Hong Kong(CNN) After weeks of facing fierce attacks from Republicans, top US infectious disease expert Anthony Fauci now has a new critic: Chinese state media.
"US elites degenerate further in morality, and Fauci is one of them," was the headline of a blistering opinion piece penned by Hu Xijin, editor-in-chief of the state-run Global Times this week.
In the article Hu accused the top US infectious disease expert of "fanning a huge lie against China" by hyping the theory that the coronavirus was leaked from a Wuhan lab. Another article in the Global Times declared that Fauci had "betrayed Chinese scientists."
The anger is centered on Fauci's remarks this month that he is no longer convinced the Covid-19 pandemic originated naturally.
"I think we should continue to investigate what went on in China until we continue to find out to the best of our ability what happened," said the director of the National Institute of Allergy and Infectious Diseases at a fact-checking symposium on May 11.
The comments appear to be a shift from Fauci's earlier view that the disease likely was the result of animal to human transmission.
Fauci's comments were followed by a Wall Street Journal exclusive, citing a US intelligence report, that said three researchers from the Wuhan Institute of Virology became sick enough in November 2019 that they sought hospital care — a revelation that, if true, could add weight to growing calls for further investigation into whether the coronavirus may have escaped from the Chinese lab.
Unsurprisingly, China has vehemently refuted the report, echoing its repeated dismissal of any allegations that link the origin of the virus to the lab. Chinese foreign ministry spokesman Zhao Lijian said the report was "totally inconsistent with the facts" and a director at the lab called the report "a complete lie."
In the meantime, Chinese state media has lashed out at Fauci, saying he has joined an "opinion war against China."
The attack on Fauci is an about-face from the positive portrayal of him in earlier coverage. Last year, as Fauci repeatedly spoke out against the Trump administration's handling of the pandemic, Chinese state media published glowing reports praising the scientist for his professionalism and courage to speak the truth.
Fauci has since attempted to clarify his remarks. On Tuesday, he told CBS News correspondent Weijia Jiang that his opinion about the origins of Covid-19 have not changed and still believes that its origin in nature is "highly likely."
"Since no one is 100% sure, he's open to a thorough investigation. Dr. Fauci said that does not mean he believes the virus first emerged in a lab, as some have suggested," Jiang wrote on Twitter.
Whether that will redeem his image in China, however, remains unclear.
John Cena says he's sorry, China.
The "F9" star has professed his love for the world's largest movie market after he called Taiwan a "country" during an interview with a Taiwanese broadcaster. Cena was promoting the ninth installment of the popular "Fast & Furious" franchise.
"Taiwan is the first country that can watch F9," Cena told the broadcaster in Mandarin. Taiwan is a self-governed democratic island, but China claims it as its sovereign territory despite the two sides being ruled separately since the end of a civil war over 70 years ago. Beijing has been increasingly trying to use its economic power to police speech on the topic around the world.
Cena on Tuesday apologized on Weibo, China's popular Twitter-like social media platform. Speaking again in Mandarin, he didn't refer to Taiwan by name or discuss the incident in detail, but he did say that he "did a lot of interviews" and "made a mistake."

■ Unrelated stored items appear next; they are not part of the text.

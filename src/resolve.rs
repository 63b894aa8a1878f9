//! Resource resolution.
//!
//! A node belongs to the resource it is bound to, or to the resource of its
//! nearest ancestor when it has no binding of its own.

use crate::error::{Error, Result};
use crate::model::{ConfigNode, ResourceId};

/// Resolve the resource owning `node`.
///
/// `inherited` is the resolved resource of the node's parent, or `None` at the
/// root of a call. A root without a binding cannot be attributed.
pub fn resolve<'a>(
    node: &'a dyn ConfigNode,
    inherited: Option<&'a ResourceId>,
) -> Result<&'a ResourceId> {
    node.resource_binding()
        .or(inherited)
        .ok_or_else(|| Error::UnresolvedResource {
            node: node.kind_name().to_string(),
        })
}
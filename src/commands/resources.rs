//! # Resources Command Implementation
//!
//! This module implements the `resources` subcommand, which lists every
//! resource owning at least one anchor of a model, one per line, sorted.

use anyhow::Result;
use clap::Args;

use entity_patch::model::Entity;
use entity_patch::serialize::collect_resources;

use super::ModelArgs;

/// List the resources that own part of a model
#[derive(Args, Debug)]
pub struct ResourcesArgs {
    #[command(flatten)]
    pub input: ModelArgs,
}

/// Execute the `resources` command.
pub fn execute(args: ResourcesArgs) -> Result<()> {
    let tree = args.input.load()?;
    for line in resource_lines(&tree)? {
        println!("{}", line);
    }
    Ok(())
}

fn resource_lines(tree: &Entity) -> Result<Vec<String>> {
    Ok(collect_resources(tree)?
        .into_iter()
        .map(|resource| resource.to_string())
        .collect())
}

"I must say now, [it's] very, very, very, very important [that] I love, and respect even more, China and the Chinese people," Cena said.
The episode is a sign of how mindful business in general -- and Hollywood, in particular -- has become about political sensitivities in China. The "Fast & Furious" franchise has traditionally been well-received by Chinese audiences, and "F9" took in nearly $136 million in the country over the weekend.
-- By Jill Disis
Two zookeepers have been killed by tigers this week at separate zoos in China, according to state media.
On Sunday, a 55-year-old man in Bengbu, in Anhui province, was mauled to death after entering a Siberian tiger enclosure to clean it, state media reported.
Then on Tuesday, two tigers escaped their enclosure after killing a keeper, surnamed Jia, at a park in central China's Henan province, and were shot dead, according to state media.
The animals mauled Jia while he was feeding them at Danjiang Peacock Valley, a small tourist attraction in Xichuan County, to the west of Nanyang City. Jia was hospitalized and later died of his injuries.
The tiger attacks come weeks after three leopards escaped a park in Hangzhou, which neglected to tell local residents for a week. Two of the leopards were caught but one remains on the loose.
While zoos in big cities are increasingly on par with some in the West, smaller parks and attractions elsewhere in the country have been criticized in the past for animal cruelty, poor safety or misleading advertising.
Hero shepherd: Zhu Keming has been hailed as a hero for rescuing six ultramarathon runners after extreme weather caused disaster during a race in northwestern China's Gansu province. A total of 21 runners, including several top athletes, died.